It was 11 a.m. In a tearing hurry to reach work, I quickly reversed my car out of the gate, quite a tight spot, and hit the ring road at a fairly good speed. Just as I was about to take the compulsory left turn, I saw a woman [in her mid-40s] under an umbrella frantically waving. Of course, she was no long lost friend. Almost screeching to a halt, I scrolled down the car window and looked at her, questioningly. She requested, “Madam, if you are going towards India Gate, could you drop me off to a point close by?” Having inculcated the habit of viewing every stranger with suspicion, the plea put me in a fix. Seconds later, I thought, for God's sake, she’s only a woman desperate for a lift in this hot weather and can’t harm me in broad daylight.
So, I opened the back door, not in all wiseness. As soon as she got in, she asked me which way I was taking. I said ITO. She said bingo. “I also work around that area. Khuda ne bheja aap ko mere liye” [You are God sent]. Well, not really flattering on a weekday. Also, I realised my car stereo was better left turned off as her masculine voice was almost shattering the insides of my small car. The feeling was a little eerie as she continued, “I have seen you many times… you also have a sister who is fair." [What did she mean that I was as black as charcoal?]

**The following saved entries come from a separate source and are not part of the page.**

//! HTTP-level tests against the router with an in-memory gateway.

mod common;

use axum::body::{to_bytes, Body};
use axum::http::{Request, StatusCode};
use axum::Router;
use metrics_exporter_prometheus::PrometheusBuilder;
use tower::ServiceExt;

use forecast_viewer::handlers::{STATUS_HEADER, TITLE_HEADER};
use forecast_viewer::pipeline::DATASET_LOADED;
use forecast_viewer::router;

use common::{app_state, memory_opener};

fn app() -> (Router, std::sync::Arc<dataset_gateway::MemoryOpener>) {
    let opener = memory_opener();
    let handle = PrometheusBuilder::new().build_recorder().handle();
    (router(app_state(&opener), handle), opener)
}

async fn get(app: Router, uri: &str) -> axum::response::Response {
    app.oneshot(Request::builder().uri(uri).body(Body::empty()).unwrap())
        .await
        .unwrap()
}

async fn json_body(response: axum::response::Response) -> serde_json::Value {
    let bytes = to_bytes(response.into_body(), usize::MAX).await.unwrap();
    serde_json::from_slice(&bytes).unwrap()
}

#[tokio::test]
async fn test_render_png() {
    let (app, _) = app();
    let response = get(
        app,
        "/api/render?date=2024-03-05&hour=06&step=12&parameter=pratesfc&region=sabu-raijua",
    )
    .await;

    assert_eq!(response.status(), StatusCode::OK);
    assert_eq!(response.headers()["content-type"], "image/png");
    assert_eq!(response.headers()[STATUS_HEADER], DATASET_LOADED);
    assert!(response.headers().contains_key(TITLE_HEADER));

    let bytes = to_bytes(response.into_body(), usize::MAX).await.unwrap();
    assert_eq!(&bytes[..8], b"\x89PNG\r\n\x1a\n");
}

#[tokio::test]
async fn test_unknown_parameter_is_a_warning_without_fetch() {
    let (app, opener) = app();
    let response = get(
        app,
        "/api/render?date=2024-03-05&hour=06&step=0&parameter=Kelembapan%20(rh2m)",
    )
    .await;

    assert_eq!(response.status(), StatusCode::BAD_REQUEST);
    let body = json_body(response).await;
    assert_eq!(body["status"], "warning");
    assert!(body["message"]
        .as_str()
        .unwrap()
        .starts_with("Parameter tidak dikenali"));
    assert_eq!(opener.open_count(), 0);
}

#[tokio::test]
async fn test_missing_run_is_an_error() {
    let (app, _) = app();
    let response = get(
        app,
        "/api/render?date=2023-01-01&hour=00&step=0&parameter=tmp2m&region=ntt",
    )
    .await;

    assert_eq!(response.status(), StatusCode::NOT_FOUND);
    let body = json_body(response).await;
    assert_eq!(body["status"], "error");
}

#[tokio::test]
async fn test_options() {
    let (app, _) = app();
    let response = get(app, "/api/options").await;
    assert_eq!(response.status(), StatusCode::OK);

    let body = json_body(response).await;
    assert_eq!(body["hours"], serde_json::json!(["00", "06", "12", "18"]));
    assert_eq!(body["steps"]["max"], 240);
    assert_eq!(body["parameters"].as_array().unwrap().len(), 4);
    assert_eq!(body["regions"][1]["id"], "ntt");
    assert_eq!(
        body["regions"][1]["bbox"],
        serde_json::json!([118.5, 125.5, -11.5, -7.5])
    );
    assert_eq!(body["default_region"], "sabu-raijua");
}

#[tokio::test]
async fn test_index_page() {
    let (app, _) = app();
    let response = get(app, "/").await;
    assert_eq!(response.status(), StatusCode::OK);
    let bytes = to_bytes(response.into_body(), usize::MAX).await.unwrap();
    let html = String::from_utf8(bytes.to_vec()).unwrap();
    assert!(html.contains("Tampilkan Visualisasi"));
    assert!(html.contains("Angin Permukaan (ugrd10m & vgrd10m)"));
}

#[tokio::test]
async fn test_health_and_metrics() {
    let (app, _) = app();
    let response = get(app.clone(), "/health").await;
    assert_eq!(response.status(), StatusCode::OK);

    let response = get(app, "/metrics").await;
    assert_eq!(response.status(), StatusCode::OK);
}

#[tokio::test]
async fn test_stats_track_cache() {
    let (app, _) = app();
    for _ in 0..2 {
        let response = get(
            app.clone(),
            "/api/render?date=2024-03-05&hour=06&step=0&parameter=tmp2m&region=sabu-raijua",
        )
        .await;
        assert_eq!(response.status(), StatusCode::OK);
    }

    let body = json_body(get(app, "/api/stats").await).await;
    assert_eq!(body["requests"]["requests"], 2);
    assert_eq!(body["requests"]["renders"], 2);
    assert_eq!(body["dataset_cache"]["entries"], 1);
    assert_eq!(body["dataset_cache"]["hits"], 1);
    assert_eq!(body["dataset_cache"]["misses"], 1);
    assert_eq!(body["font_loaded"], false);
}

Slowly, the conversation picked up momentum. I was curious about this woman. But I did the mistake of asking her where she worked, because from then on, there was no stopping her. In that 20-minute drive, I learnt all about her life – how she started as a singer in five-star hotels, how she graduated to singing ghazals and heavier stuff, how she got separated from her husband, how her daughter moved to Canada to live with her mom, how she landed up with a job in a lawyer’s office and how she lives alone and loves it. Interesting. The word ghazal perked me up. Followed a bit of exchange of old shayaris. Not bad! It was like going back to my summer-house days at the university. We had struck a friendship of sorts.
Destination reached. I swerved to the corner for her to alight. “Oh, by the way, what’s your name?” “Sunaina," she said. I told her, "Beautiful name." “Yours too”, and with that she disappeared into the busy ITO junction.
That was a couple of weeks ago. Yesterday as I was getting out of my gate, I was caught in a minor traffic jam. An idiotic truck driver had parked bang in the middle of this narrow road outside my house. I almost got into road rage (so common these days in Delhi, they killed a guy on Monday because he refused to give way to two motorists. So the motorists followed the guy in the car only to kill him at a point when the traffic was moving at a snail’s pace.) that I, too, wanted to kill the truck-driver at that point of time.
Just then, Sunaina tapped onto my car window. [The truck driver just got saved :)]. “Oh, hello” I said and opened the door. This time, I coaxed her into singing. And boy, there was so much depth in her voice that as she sang Begum Akhtar's"Ishq main gairat-e-jazbaat", for once, I wished the traffic came to a halt. “Isn’t this funny?” I told Vishaka, later in office. “I just offered a woman a lift and we are singing partners already.”